• **Dataset records**:
+ + + + +

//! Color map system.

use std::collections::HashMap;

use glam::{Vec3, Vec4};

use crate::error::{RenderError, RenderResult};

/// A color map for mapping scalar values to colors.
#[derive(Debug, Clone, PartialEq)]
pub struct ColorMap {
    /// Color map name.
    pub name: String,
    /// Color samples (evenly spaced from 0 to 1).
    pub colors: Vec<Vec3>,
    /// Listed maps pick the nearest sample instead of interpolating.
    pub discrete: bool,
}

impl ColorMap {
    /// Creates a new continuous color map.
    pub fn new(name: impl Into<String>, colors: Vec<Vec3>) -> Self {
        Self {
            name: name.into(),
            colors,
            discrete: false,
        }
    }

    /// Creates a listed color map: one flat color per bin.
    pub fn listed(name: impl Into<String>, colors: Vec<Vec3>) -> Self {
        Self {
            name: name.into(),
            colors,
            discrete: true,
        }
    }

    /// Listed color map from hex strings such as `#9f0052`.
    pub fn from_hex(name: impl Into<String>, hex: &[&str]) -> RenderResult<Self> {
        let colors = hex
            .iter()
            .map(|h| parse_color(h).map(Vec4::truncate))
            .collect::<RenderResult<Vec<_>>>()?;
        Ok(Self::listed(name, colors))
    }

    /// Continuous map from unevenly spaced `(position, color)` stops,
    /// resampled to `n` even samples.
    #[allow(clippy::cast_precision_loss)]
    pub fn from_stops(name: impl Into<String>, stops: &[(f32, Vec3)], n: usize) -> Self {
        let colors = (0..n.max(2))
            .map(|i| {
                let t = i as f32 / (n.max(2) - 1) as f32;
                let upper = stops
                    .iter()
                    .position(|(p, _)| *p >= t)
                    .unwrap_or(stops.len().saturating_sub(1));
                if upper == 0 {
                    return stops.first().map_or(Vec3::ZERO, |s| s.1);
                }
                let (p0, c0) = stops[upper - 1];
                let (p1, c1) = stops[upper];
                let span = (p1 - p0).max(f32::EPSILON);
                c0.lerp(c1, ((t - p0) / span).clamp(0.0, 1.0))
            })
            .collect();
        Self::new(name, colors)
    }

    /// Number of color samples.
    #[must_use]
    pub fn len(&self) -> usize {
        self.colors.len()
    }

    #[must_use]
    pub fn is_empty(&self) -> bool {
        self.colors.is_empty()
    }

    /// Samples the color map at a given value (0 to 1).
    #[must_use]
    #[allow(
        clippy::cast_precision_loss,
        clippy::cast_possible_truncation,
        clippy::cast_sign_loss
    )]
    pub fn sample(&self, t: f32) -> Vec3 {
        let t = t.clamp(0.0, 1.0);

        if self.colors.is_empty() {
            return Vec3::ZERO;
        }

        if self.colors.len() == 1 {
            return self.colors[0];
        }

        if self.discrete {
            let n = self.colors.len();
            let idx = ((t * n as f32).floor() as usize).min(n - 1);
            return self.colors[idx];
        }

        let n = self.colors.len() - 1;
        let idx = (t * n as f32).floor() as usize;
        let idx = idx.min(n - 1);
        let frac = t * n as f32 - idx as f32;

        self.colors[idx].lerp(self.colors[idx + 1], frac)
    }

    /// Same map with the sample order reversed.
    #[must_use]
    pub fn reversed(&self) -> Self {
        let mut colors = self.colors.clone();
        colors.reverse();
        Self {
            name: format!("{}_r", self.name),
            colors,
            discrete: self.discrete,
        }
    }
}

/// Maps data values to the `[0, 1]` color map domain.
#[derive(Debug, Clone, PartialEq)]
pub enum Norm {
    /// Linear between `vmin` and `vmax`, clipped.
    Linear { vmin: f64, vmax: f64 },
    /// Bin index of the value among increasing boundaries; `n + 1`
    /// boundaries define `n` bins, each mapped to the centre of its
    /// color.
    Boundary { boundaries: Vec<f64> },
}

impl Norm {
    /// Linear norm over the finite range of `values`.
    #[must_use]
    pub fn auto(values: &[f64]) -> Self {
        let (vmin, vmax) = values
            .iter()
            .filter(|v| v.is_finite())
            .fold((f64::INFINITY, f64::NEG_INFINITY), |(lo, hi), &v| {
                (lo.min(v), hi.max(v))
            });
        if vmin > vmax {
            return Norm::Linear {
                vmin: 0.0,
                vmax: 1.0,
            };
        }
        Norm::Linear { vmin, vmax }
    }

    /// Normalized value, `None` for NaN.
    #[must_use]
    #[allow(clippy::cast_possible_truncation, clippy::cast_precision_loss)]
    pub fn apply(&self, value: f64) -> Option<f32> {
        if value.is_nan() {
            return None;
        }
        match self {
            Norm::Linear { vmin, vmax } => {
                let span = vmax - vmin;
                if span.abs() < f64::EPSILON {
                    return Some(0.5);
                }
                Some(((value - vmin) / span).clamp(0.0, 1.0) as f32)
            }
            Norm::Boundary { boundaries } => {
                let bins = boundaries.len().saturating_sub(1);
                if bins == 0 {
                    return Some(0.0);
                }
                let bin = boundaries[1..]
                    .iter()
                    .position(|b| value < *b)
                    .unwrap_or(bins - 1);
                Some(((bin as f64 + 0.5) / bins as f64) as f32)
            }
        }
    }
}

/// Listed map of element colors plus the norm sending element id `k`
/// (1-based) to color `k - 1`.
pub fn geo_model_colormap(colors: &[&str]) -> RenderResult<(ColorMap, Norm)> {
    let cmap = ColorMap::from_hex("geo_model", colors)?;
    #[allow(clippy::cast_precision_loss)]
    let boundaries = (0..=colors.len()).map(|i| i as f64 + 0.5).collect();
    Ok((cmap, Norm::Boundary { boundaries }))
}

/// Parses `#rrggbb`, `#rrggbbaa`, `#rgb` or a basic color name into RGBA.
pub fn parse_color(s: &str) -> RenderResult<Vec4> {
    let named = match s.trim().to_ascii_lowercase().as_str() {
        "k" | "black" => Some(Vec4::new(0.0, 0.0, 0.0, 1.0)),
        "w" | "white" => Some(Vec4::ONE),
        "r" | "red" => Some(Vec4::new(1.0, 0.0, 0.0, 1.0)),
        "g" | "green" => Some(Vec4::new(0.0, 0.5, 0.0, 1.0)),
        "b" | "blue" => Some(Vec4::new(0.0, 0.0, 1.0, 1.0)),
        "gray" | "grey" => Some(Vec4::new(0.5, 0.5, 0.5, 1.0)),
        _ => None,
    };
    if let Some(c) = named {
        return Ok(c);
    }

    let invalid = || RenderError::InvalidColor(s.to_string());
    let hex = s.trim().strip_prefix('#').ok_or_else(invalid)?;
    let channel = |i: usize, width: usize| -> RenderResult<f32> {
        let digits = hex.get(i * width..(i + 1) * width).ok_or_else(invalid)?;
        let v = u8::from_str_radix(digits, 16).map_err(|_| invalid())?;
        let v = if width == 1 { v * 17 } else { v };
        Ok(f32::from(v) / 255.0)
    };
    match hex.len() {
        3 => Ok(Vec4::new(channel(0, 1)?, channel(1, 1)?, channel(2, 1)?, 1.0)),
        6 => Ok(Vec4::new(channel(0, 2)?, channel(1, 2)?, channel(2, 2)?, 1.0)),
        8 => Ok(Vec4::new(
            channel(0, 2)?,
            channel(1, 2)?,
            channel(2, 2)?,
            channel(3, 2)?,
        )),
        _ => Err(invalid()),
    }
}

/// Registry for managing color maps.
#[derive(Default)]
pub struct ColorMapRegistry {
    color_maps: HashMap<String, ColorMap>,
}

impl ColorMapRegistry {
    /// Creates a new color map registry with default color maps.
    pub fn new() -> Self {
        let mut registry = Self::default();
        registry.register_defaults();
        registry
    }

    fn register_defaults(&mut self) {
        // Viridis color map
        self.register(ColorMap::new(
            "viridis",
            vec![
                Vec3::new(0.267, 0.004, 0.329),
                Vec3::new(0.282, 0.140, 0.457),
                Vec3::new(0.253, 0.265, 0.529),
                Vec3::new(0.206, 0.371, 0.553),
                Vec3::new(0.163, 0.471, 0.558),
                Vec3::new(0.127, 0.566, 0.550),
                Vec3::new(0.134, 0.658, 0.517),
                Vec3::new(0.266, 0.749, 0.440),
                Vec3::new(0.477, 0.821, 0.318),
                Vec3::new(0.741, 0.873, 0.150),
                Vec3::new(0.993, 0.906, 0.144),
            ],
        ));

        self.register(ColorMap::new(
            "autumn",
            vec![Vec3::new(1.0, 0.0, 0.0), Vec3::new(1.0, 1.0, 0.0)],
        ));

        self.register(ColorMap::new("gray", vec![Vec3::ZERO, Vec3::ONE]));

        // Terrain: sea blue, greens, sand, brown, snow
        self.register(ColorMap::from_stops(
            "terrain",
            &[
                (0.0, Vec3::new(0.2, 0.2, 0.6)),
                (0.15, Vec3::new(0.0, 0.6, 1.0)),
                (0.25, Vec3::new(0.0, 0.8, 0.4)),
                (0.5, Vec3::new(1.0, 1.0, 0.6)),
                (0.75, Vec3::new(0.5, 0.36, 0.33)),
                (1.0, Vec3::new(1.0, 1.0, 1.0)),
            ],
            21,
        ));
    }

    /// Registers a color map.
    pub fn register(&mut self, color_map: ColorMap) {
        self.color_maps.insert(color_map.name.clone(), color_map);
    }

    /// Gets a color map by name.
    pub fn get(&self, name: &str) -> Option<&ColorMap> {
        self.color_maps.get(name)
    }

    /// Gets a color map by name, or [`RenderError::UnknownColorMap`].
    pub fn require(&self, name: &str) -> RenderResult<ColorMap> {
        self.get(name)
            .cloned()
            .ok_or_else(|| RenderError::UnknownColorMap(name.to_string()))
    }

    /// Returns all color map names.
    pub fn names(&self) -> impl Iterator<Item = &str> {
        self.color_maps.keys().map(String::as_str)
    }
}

+ + + + +

• **What this task involves**: Copy the entries above exactly, but only from the line holding "name into RGBA." through the line holding "if let Some(c)", both included.

• **Response area**:
/// Parses `#rrggbb`, `#rrggbbaa`, `#rgb` or a basic color name into RGBA.
pub fn parse_color(s: &str) -> RenderResult<Vec4> {
    let named = match s.trim().to_ascii_lowercase().as_str() {
        "k" | "black" => Some(Vec4::new(0.0, 0.0, 0.0, 1.0)),
        "w" | "white" => Some(Vec4::ONE),
        "r" | "red" => Some(Vec4::new(1.0, 0.0, 0.0, 1.0)),
        "g" | "green" => Some(Vec4::new(0.0, 0.5, 0.0, 1.0)),
        "b" | "blue" => Some(Vec4::new(0.0, 0.0, 1.0, 1.0)),
        "gray" | "grey" => Some(Vec4::new(0.5, 0.5, 0.5, 1.0)),
        _ => None,
    };
    if let Some(c) = named {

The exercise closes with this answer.